Material shown =>
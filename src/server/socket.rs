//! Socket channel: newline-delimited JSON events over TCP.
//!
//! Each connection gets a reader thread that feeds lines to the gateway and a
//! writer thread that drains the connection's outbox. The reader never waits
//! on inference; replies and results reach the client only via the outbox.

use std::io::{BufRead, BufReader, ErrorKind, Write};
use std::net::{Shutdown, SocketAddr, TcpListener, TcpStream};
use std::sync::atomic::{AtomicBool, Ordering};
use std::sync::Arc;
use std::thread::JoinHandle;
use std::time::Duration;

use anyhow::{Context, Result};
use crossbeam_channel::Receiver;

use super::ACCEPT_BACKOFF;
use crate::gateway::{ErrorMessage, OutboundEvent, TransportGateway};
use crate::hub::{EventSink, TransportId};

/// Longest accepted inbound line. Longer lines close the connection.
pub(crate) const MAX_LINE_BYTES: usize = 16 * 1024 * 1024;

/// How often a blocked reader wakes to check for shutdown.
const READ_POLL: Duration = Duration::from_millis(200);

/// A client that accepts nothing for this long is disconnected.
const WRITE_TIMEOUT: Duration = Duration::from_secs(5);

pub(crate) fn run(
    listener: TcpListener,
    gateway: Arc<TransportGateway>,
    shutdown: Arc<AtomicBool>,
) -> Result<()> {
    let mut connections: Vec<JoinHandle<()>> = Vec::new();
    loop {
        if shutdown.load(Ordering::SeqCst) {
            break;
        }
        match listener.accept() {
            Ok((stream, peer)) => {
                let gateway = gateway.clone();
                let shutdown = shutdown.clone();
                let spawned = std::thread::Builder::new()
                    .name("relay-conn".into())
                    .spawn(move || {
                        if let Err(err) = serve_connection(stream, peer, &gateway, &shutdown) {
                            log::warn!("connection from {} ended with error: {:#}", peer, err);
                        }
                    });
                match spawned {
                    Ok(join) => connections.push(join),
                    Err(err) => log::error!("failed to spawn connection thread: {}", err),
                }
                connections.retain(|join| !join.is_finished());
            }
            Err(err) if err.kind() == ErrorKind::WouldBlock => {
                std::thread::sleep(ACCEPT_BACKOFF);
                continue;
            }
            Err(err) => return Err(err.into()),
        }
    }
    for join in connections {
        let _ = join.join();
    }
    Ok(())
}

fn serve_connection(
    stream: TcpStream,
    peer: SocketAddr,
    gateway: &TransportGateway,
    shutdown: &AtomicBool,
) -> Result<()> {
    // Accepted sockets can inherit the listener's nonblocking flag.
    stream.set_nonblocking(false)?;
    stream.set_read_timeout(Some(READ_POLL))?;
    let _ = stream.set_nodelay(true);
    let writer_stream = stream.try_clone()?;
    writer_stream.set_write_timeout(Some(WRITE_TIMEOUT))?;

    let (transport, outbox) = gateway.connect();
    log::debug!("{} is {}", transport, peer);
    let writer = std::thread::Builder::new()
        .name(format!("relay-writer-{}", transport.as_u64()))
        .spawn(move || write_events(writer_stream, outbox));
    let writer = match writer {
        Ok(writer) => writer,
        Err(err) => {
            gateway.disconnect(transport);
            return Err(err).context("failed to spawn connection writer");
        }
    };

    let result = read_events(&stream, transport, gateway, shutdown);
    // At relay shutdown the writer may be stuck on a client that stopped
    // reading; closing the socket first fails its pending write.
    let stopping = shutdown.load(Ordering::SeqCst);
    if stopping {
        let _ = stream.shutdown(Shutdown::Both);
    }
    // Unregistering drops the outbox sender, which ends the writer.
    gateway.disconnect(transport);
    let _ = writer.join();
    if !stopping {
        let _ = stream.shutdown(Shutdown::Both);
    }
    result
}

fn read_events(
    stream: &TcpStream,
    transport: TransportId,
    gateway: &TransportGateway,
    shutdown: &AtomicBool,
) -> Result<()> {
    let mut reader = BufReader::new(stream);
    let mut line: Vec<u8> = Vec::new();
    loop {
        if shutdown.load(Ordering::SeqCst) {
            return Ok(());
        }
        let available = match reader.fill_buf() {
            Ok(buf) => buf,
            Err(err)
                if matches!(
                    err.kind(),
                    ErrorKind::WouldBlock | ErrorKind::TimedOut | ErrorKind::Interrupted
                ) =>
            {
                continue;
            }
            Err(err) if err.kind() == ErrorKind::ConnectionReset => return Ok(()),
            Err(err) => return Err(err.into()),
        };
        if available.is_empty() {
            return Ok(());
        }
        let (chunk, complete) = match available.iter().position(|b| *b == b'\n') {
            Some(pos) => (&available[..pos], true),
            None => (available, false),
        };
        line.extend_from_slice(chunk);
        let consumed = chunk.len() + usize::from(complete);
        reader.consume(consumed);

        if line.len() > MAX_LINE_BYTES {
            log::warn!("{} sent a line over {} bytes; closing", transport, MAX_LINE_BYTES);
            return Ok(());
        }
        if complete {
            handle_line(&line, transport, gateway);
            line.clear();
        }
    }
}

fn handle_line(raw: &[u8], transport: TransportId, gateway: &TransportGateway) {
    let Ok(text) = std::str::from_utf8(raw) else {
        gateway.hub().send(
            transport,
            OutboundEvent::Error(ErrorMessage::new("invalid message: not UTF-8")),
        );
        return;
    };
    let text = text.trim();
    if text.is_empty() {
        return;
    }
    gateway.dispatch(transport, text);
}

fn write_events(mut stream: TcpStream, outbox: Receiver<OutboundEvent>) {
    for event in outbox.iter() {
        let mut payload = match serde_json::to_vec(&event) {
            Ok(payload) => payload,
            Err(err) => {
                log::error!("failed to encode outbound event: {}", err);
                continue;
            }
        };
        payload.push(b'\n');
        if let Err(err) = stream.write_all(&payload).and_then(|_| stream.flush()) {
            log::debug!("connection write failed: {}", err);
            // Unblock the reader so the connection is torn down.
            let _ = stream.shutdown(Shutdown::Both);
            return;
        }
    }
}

To do =>
In the listing above, find the line containing "let available = match" and the line containing "let (chunk, complete)", then repeat those two lines and everything between them exactly.

Answer to the problem =>
        let available = match reader.fill_buf() {
            Ok(buf) => buf,
            Err(err)
                if matches!(
                    err.kind(),
                    ErrorKind::WouldBlock | ErrorKind::TimedOut | ErrorKind::Interrupted
                ) =>
            {
                continue;
            }
            Err(err) if err.kind() == ErrorKind::ConnectionReset => return Ok(()),
            Err(err) => return Err(err.into()),
        };
        if available.is_empty() {
            return Ok(());
        }
        let (chunk, complete) = match available.iter().position(|b| *b == b'\n') {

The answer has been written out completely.